§ WORK REQUEST:
The result should be every line in the data below that carries the string "priority".
───── PROVIDED INFORMATION ─────
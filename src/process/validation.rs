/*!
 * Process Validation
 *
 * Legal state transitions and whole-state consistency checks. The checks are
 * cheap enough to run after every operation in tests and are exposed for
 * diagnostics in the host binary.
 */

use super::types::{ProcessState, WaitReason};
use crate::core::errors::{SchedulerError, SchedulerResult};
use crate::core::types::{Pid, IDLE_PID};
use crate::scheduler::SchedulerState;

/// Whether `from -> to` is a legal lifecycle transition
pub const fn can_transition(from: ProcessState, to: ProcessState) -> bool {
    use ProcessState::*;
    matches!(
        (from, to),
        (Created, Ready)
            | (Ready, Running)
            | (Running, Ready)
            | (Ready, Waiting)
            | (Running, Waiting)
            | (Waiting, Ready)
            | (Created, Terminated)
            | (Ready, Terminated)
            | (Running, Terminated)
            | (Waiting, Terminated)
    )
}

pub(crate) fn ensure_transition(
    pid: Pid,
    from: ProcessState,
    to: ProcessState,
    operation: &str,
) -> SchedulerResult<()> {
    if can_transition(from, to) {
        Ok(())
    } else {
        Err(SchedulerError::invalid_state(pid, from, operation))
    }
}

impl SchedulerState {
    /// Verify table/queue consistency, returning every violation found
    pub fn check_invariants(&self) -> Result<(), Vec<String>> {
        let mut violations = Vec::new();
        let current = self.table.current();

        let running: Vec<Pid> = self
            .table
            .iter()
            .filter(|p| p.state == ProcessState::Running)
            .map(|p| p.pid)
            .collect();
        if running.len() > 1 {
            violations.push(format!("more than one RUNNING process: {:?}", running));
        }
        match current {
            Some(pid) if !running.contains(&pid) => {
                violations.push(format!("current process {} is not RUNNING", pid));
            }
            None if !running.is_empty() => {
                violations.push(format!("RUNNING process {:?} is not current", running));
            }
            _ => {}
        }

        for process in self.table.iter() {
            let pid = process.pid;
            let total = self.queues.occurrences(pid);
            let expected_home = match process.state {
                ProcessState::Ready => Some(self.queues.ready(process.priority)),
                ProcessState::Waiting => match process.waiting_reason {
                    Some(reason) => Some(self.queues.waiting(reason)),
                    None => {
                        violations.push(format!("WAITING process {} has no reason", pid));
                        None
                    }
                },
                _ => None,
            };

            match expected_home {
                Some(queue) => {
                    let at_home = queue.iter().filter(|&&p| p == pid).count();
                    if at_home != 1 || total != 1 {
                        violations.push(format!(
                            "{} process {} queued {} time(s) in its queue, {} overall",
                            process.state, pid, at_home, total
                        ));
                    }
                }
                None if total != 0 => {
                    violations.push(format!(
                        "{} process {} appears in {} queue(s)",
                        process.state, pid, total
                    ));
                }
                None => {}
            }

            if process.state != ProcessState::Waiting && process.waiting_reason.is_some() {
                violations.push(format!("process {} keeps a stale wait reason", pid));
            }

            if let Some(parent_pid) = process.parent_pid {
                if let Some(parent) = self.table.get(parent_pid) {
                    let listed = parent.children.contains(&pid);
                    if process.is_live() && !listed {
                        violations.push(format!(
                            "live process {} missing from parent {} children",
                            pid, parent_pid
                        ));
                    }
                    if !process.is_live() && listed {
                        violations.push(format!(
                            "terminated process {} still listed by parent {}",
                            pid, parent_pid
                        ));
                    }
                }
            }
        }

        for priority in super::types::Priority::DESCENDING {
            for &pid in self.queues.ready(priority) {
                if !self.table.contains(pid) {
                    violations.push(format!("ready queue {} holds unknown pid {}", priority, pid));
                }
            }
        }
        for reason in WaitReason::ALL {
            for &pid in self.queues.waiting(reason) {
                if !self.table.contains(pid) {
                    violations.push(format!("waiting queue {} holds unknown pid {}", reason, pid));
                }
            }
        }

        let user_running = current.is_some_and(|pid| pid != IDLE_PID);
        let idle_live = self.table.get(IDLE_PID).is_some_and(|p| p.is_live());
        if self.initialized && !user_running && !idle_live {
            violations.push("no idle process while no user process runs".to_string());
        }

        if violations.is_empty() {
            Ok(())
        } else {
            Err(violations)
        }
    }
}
─────
───── PROVIDED INFORMATION ─────
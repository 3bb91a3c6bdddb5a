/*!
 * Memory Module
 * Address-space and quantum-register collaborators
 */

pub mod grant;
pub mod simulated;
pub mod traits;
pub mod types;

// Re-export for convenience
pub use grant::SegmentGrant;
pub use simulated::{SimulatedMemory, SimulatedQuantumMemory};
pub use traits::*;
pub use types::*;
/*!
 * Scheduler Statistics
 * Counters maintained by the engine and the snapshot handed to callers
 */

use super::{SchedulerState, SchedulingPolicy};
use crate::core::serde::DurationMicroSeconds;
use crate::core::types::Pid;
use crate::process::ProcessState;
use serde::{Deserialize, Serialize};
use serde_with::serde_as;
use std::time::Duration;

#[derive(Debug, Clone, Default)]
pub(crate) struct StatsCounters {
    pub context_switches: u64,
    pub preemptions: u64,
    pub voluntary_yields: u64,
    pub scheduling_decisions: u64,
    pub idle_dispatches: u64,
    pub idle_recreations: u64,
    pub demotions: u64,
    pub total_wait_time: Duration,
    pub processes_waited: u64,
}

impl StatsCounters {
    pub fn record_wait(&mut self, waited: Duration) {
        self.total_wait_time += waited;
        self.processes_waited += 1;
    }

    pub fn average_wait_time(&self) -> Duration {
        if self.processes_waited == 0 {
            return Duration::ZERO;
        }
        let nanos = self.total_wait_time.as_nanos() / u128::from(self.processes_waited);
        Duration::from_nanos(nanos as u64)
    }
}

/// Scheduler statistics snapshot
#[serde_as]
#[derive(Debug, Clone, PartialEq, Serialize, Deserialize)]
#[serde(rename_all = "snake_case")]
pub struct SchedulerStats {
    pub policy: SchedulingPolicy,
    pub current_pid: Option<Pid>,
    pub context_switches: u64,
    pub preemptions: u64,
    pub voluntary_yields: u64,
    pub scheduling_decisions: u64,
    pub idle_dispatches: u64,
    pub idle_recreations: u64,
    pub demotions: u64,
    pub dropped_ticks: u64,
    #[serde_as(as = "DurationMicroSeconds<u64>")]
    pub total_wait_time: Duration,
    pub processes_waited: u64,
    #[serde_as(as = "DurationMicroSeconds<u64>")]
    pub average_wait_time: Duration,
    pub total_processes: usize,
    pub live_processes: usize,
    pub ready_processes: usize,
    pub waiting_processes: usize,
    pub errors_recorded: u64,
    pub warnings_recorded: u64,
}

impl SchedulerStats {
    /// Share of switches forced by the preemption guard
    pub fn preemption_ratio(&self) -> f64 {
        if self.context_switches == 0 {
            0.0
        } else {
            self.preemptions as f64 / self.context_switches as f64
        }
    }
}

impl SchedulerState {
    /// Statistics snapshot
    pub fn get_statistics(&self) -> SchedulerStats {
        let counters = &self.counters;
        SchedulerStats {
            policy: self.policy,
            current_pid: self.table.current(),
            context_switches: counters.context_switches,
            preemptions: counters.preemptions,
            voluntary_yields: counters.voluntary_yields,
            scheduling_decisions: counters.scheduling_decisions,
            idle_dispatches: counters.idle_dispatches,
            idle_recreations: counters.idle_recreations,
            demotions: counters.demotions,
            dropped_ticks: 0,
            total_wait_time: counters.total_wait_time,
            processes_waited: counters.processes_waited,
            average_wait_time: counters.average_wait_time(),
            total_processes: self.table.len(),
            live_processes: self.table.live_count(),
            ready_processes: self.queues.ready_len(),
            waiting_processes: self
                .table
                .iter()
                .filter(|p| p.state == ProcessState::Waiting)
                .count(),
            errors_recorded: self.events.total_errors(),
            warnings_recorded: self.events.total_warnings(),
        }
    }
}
─────
§ ANSWER BOX:
                ProcessState::Ready => Some(self.queues.ready(process.priority)),
        for priority in super::types::Priority::DESCENDING {
            for &pid in self.queues.ready(priority) {
                    violations.push(format!("ready queue {} holds unknown pid {}", priority, pid));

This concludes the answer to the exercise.